The SNES version of Taz Mania is an over-the-shoulder racing game that asks players to run down long stretches of road while eating birds. Its graphics are sharp and clean, and its sound effects sound like they were ripped straight out of the show. However, those levels play the same no matter what you do. All you do is just race to eat as many birds as you can. Also, Taz’s iconic spin move drains his health, which really seems counterintuitive.
Meanwhile, the Genesis version of Taz Mania is a much more traditional sidescroller. Players still need to reach the finish line, but they get to enjoy a wider variety of locales, and even a few boss fights, along the way. Granted, the Genesis version’s graphics and sounds are a touch worse, but they are still good nonetheless. Besides, a fun, if typical, platformer is always superior to a boring racer.

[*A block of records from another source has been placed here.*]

//! Per-connection read and write loops
//!
//! Each connection gets a read loop (runs on the connection's own task) and a
//! write loop (spawned). They share nothing but a [`SessionHandle`]:
//! - the read loop owns the [`SessionState`], performs the login handshake
//!   and dispatches chat traffic to the fleet broker
//! - the write loop owns the outbound buffer and a keepalive timer, writes to
//!   the wire and clears delivered entries from the queue
//!
//! Either loop ending closes the handle, which stops the other one.

use std::sync::Arc;
use std::time::Duration;

use futures_util::{Sink, SinkExt, Stream, StreamExt};
use tokio::sync::mpsc;
use tokio::time::{Instant, timeout, timeout_at};
use tracing::{debug, error, info, warn};
use tungstenite::protocol::Message as WsMessage;

use super::handle::{Outbound, SessionHandle};
use super::state::{Identity, SessionState, StateKind};
use crate::auth::TokenValidator;
use crate::broker::Broker;
use crate::broker::message::{Message, MessageKind};
use crate::config::SessionSettings;
use crate::hub::HubHandle;
use crate::transport::message::AuthRequest;
use crate::utils::{RelayError, Result};

/// Everything a session needs from the rest of the node.
#[derive(Clone)]
pub struct SessionContext {
    pub broker: Arc<Broker>,
    pub hub: HubHandle,
    pub validator: Arc<dyn TokenValidator>,
    pub settings: SessionSettings,
}

impl std::fmt::Debug for SessionContext {
    fn fmt(&self, f: &mut std::fmt::Formatter<'_>) -> std::fmt::Result {
        f.debug_struct("SessionContext")
            .field("broker", &self.broker)
            .field("settings", &self.settings)
            .finish()
    }
}

/// Drives one connection from registration to teardown.
pub async fn run_session<S>(ws: S, ctx: SessionContext)
where
    S: Stream<Item = std::result::Result<WsMessage, tungstenite::Error>>
        + Sink<WsMessage, Error = tungstenite::Error>
        + Send
        + Unpin
        + 'static,
{
    let (sink, stream) = ws.split();
    let (tx, rx) = mpsc::channel(ctx.settings.outbound_capacity);
    let handle = SessionHandle::new(tx);
    let id = handle.id();

    if ctx.hub.register(handle.clone()).is_err() {
        error!(session = %id, "Hub is not running, refusing connection");
        return;
    }
    info!(session = %id, "Session opened");

    let writer = tokio::spawn(write_loop(sink, rx, handle.clone(), ctx.clone()));

    let mut session = Session {
        handle: handle.clone(),
        state: SessionState::Unauthenticated,
        ctx: ctx.clone(),
    };
    match session.read_loop(stream).await {
        Ok(()) => debug!(session = %id, "Read loop finished"),
        Err(e) if e.is_auth() => warn!(session = %id, error = %e, "Login failed"),
        Err(e) => warn!(session = %id, error = %e, "Read loop failed"),
    }

    let _ = session.state.transition(SessionState::Closed);
    let _ = ctx.hub.unregister(id);
    handle.close();
    let _ = writer.await;
    info!(session = %id, "Session closed");
}

/// Collapses newlines to spaces and trims, as clients tend to send
/// pretty-printed JSON.
pub fn normalize_frame(text: &str) -> String {
    text.replace('\n', " ").trim().to_string()
}

struct Session {
    handle: SessionHandle,
    state: SessionState,
    ctx: SessionContext,
}

impl Session {
    async fn read_loop<St>(&mut self, mut stream: St) -> Result<()>
    where
        St: Stream<Item = std::result::Result<WsMessage, tungstenite::Error>> + Unpin,
    {
        let pong_wait = self.ctx.settings.pong_wait();
        let max_bytes = self.ctx.settings.max_message_bytes;
        let mut deadline = Instant::now() + pong_wait;

        loop {
            let frame = tokio::select! {
                _ = self.handle.closed() => return Ok(()),
                next = timeout_at(deadline, stream.next()) => match next {
                    Err(_) => return Err(RelayError::ReadTimeout),
                    Ok(None) => return Ok(()),
                    Ok(Some(frame)) => frame?,
                },
            };

            let text = match frame {
                WsMessage::Text(text) => text.as_str().to_owned(),
                WsMessage::Binary(bytes) => match String::from_utf8(bytes.to_vec()) {
                    Ok(text) => text,
                    // the login frame must parse; later garbage is dropped
                    Err(_) if self.state.kind() == StateKind::Unauthenticated => {
                        return Err(RelayError::NotUtf8);
                    }
                    Err(_) => {
                        debug!(session = %self.handle.id(), "Ignoring non-UTF-8 binary frame");
                        continue;
                    }
                },
                WsMessage::Pong(_) => {
                    deadline = Instant::now() + pong_wait;
                    continue;
                }
                WsMessage::Close(_) => return Ok(()),
                _ => continue,
            };

            if text.len() > max_bytes {
                return Err(RelayError::FrameTooLarge {
                    size: text.len(),
                    limit: max_bytes,
                });
            }

            let text = normalize_frame(&text);
            debug!(session = %self.handle.id(), frame = %text, "Received frame");
            self.handle_frame(&text).await?;
        }
    }

    async fn handle_frame(&mut self, text: &str) -> Result<()> {
        match self.state.kind() {
            StateKind::Unauthenticated => {
                let request: AuthRequest = serde_json::from_str(text)?;
                self.login(request).await
            }
            StateKind::Authenticated => {
                if let Some(identity) = self.state.identity().cloned() {
                    self.dispatch(&identity, text).await;
                }
                Ok(())
            }
            StateKind::Closed => Ok(()),
        }
    }

    /// App lookup, token check, identity, `logged` receipt, then backlog
    /// replay. Any failure ends the session.
    async fn login(&mut self, request: AuthRequest) -> Result<()> {
        let queue = self.ctx.broker.queue();
        let app = queue.lookup_app(&request.app_key).await?;
        self.ctx
            .validator
            .validate(&app.api, &request.username, &request.token)
            .await?;

        let identity = Identity {
            username: request.username,
            project: app.project_id,
        };
        self.state
            .transition(SessionState::Authenticated(identity.clone()))?;
        self.handle.authenticate(identity.clone())?;
        info!(
            session = %self.handle.id(),
            username = %identity.username,
            project = %identity.project,
            "Login succeeded"
        );

        let logged = Message::receipt(
            &request.id,
            MessageKind::Logged,
            &identity.username,
            &identity.username,
            &identity.project,
        );
        send_receipt(&self.ctx, &self.handle, &identity, &logged).await?;

        let backlog = queue
            .list_pending(&identity.project, &identity.username)
            .await?;
        let pending = backlog.len();
        for entry in backlog {
            if let Err(e) = self.handle.offer(Outbound::Routed(entry)) {
                warn!(
                    session = %self.handle.id(),
                    pending,
                    error = %e,
                    "Backlog does not fit the outbound buffer, closing session"
                );
                self.handle.close();
                return Err(e);
            }
        }
        debug!(session = %self.handle.id(), pending, "Replayed backlog");
        Ok(())
    }

    /// Handles one authenticated frame. Nothing here ends the session.
    async fn dispatch(&self, identity: &Identity, text: &str) {
        let mut message: Message = match serde_json::from_str(text) {
            Ok(message) => message,
            Err(e) => {
                debug!(session = %self.handle.id(), error = %e, "Dropping malformed frame");
                return;
            }
        };

        if !message.is_routable() {
            self.write_error(identity, &message.id, "unsupported message type");
            return;
        }
        if message.to.is_empty() {
            let reason = RelayError::MissingField("to").to_string();
            self.write_error(identity, &message.id, &reason);
            return;
        }

        message.from = identity.username.clone();
        message.project = identity.project.clone();

        if let Err(e) = self.ctx.broker.publish(&identity.project, &message).await {
            error!(
                session = %self.handle.id(),
                id = %message.id,
                to = %message.to,
                error = %e,
                "Failed to send message"
            );
            self.write_error(identity, &message.id, "message send failed");
            return;
        }

        if message.kind == MessageKind::Message {
            let received = Message::receipt(
                &message.id,
                MessageKind::Received,
                &message.from,
                &identity.username,
                &identity.project,
            );
            if let Err(e) = send_receipt(&self.ctx, &self.handle, identity, &received).await {
                warn!(session = %self.handle.id(), id = %message.id, error = %e, "Failed to send received receipt");
            }
        }
    }

    /// Error frames go straight into this session's own buffer.
    fn write_error(&self, identity: &Identity, id: &str, reason: &str) {
        let error = Message::error(id, &identity.username, reason);
        let result = serde_json::to_string(&error)
            .map_err(RelayError::from)
            .and_then(|text| self.handle.offer(Outbound::Local(text)));
        if let Err(e) = result {
            warn!(session = %self.handle.id(), %id, error = %e, "Failed to write error frame");
        }
    }
}

/// A receipt for this session's own user is written directly; any other
/// addressee goes through the fleet like a normal message.
async fn send_receipt(
    ctx: &SessionContext,
    handle: &SessionHandle,
    identity: &Identity,
    receipt: &Message,
) -> Result<()> {
    if receipt.to == identity.username {
        handle.offer(Outbound::Local(serde_json::to_string(receipt)?))
    } else {
        ctx.broker.publish(&identity.project, receipt).await.map(|_| ())
    }
}

pub(super) async fn write_loop<Si>(
    mut sink: Si,
    mut outbound: mpsc::Receiver<Outbound>,
    handle: SessionHandle,
    ctx: SessionContext,
) where
    Si: Sink<WsMessage, Error = tungstenite::Error> + Unpin,
{
    let write_wait = ctx.settings.write_wait();
    let ping_period = ctx.settings.ping_period();
    let mut keepalive = tokio::time::interval_at(Instant::now() + ping_period, ping_period);

    let result: Result<()> = loop {
        tokio::select! {
            biased;
            item = outbound.recv() => {
                let Some(item) = item else { break Ok(()) };
                let mut batch = vec![item];
                while let Ok(more) = outbound.try_recv() {
                    batch.push(more);
                }
                if let Err(e) = write_batch(&mut sink, &batch, write_wait).await {
                    break Err(e);
                }
                acknowledge(&ctx, &handle, batch);
            }
            _ = keepalive.tick() => {
                let ping = sink.send(WsMessage::Ping(Vec::new().into()));
                match timeout(write_wait, ping).await {
                    Ok(Ok(())) => {}
                    Ok(Err(e)) => break Err(e.into()),
                    Err(_) => break Err(RelayError::WriteTimeout),
                }
            }
            _ = handle.closed() => {
                let mut batch = Vec::new();
                while let Ok(item) = outbound.try_recv() {
                    batch.push(item);
                }
                if !batch.is_empty() && write_batch(&mut sink, &batch, write_wait).await.is_ok() {
                    acknowledge(&ctx, &handle, batch);
                }
                let _ = timeout(write_wait, sink.send(WsMessage::Close(None))).await;
                break Ok(());
            }
        }
    };

    if let Err(e) = result {
        warn!(session = %handle.id(), error = %e, "Write loop failed");
    }
    handle.close();
}

/// Feeds every item as its own text frame and flushes once, so everything
/// queued at flush time leaves in a single transmission.
async fn write_batch<Si>(sink: &mut Si, batch: &[Outbound], write_wait: Duration) -> Result<()>
where
    Si: Sink<WsMessage, Error = tungstenite::Error> + Unpin,
{
    let write = async {
        for item in batch {
            sink.feed(WsMessage::text(item.text().to_owned())).await?;
        }
        sink.flush().await
    };
    timeout(write_wait, write)
        .await
        .map_err(|_| RelayError::WriteTimeout)??;
    Ok(())
}

/// Clears written routed items from the queue and, for chat messages, tells
/// the sender they were delivered. Runs off the write loop; failures are
/// logged only and a failed receipt never restores the entry.
fn acknowledge(ctx: &SessionContext, handle: &SessionHandle, batch: Vec<Outbound>) {
    let Some(identity) = handle.identity().cloned() else {
        return;
    };
    let routed: Vec<String> = batch
        .into_iter()
        .filter_map(|item| match item {
            Outbound::Routed(text) => Some(text),
            Outbound::Local(_) => None,
        })
        .collect();
    if routed.is_empty() {
        return;
    }

    let ctx = ctx.clone();
    let handle = handle.clone();
    tokio::spawn(async move {
        for text in routed {
            if let Err(e) = ctx
                .broker
                .queue()
                .remove(&identity.project, &identity.username, &text)
                .await
            {
                error!(session = %handle.id(), error = %e, "Failed to remove delivered message from queue");
            }

            let message: Message = match serde_json::from_str(&text) {
                Ok(message) => message,
                Err(_) => continue,
            };
            if message.kind != MessageKind::Message {
                continue;
            }
            let delivered = Message::receipt(
                &message.id,
                MessageKind::Delivered,
                &message.from,
                &message.from,
                &identity.project,
            );
            if let Err(e) = send_receipt(&ctx, &handle, &identity, &delivered).await {
                warn!(session = %handle.id(), id = %message.id, error = %e, "Failed to send delivered receipt");
            }
        }
    });
}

11. Thunder Force 3 (And Most Other Shmup Games)
Shoot ‘em ups (or Shmups for short) used to be everywhere. They made for great arcade fodder since they were difficult (and addictive) as hell. Porting that genre to consoles was a no-brainer, but gamers soon learned that many consoles just weren’t able to recreate the best Shmup experiences. However, the Genesis almost always offered the superior versions of some of the best console shoot ‘em ups of that era.
Visually, many shared Shmup titles on both platforms were usually identical, but the Genesis’ processor was better designed to handle those kinds of games. Titles such as Gradius 3 and Super R-Type were hamstrung on the SNES by horrendous lag and slowdown that could strike without warning. The SNES versions of games like Thunder Spirits got off a bit easier since they suffered less from slowdown, yet a side-by-side comparison with that title’s Genesis counterpart (Thunder Force 3) reveals faster (and generally more enjoyable) gameplay.
10. NHL ’94 (And Pretty Much Every Other EA Sports Game)
Electronic Arts doesn’t have the best of relationships with Nintendo. Most of EA’s library isn’t available on Nintendo’s consoles, and EA’s complicated relationship with the Switch (and refusal to dedicate many games to it) is well documented. This is nothing new, as EA favored Nintendo’s competitors as early as the SNES era.
Generally speaking, sports games on the Genesis looked and performed better. That console’s processor was more suited to rendering larger numbers of sprites at once, which obviously proved to be a tremendous advantage when it comes to digitally recreating most major sports. While the argument between art style and graphical fidelity currently favors art style (at least in many circles), the Genesis and its EA sports titles demonstrated that graphical fidelity has its place.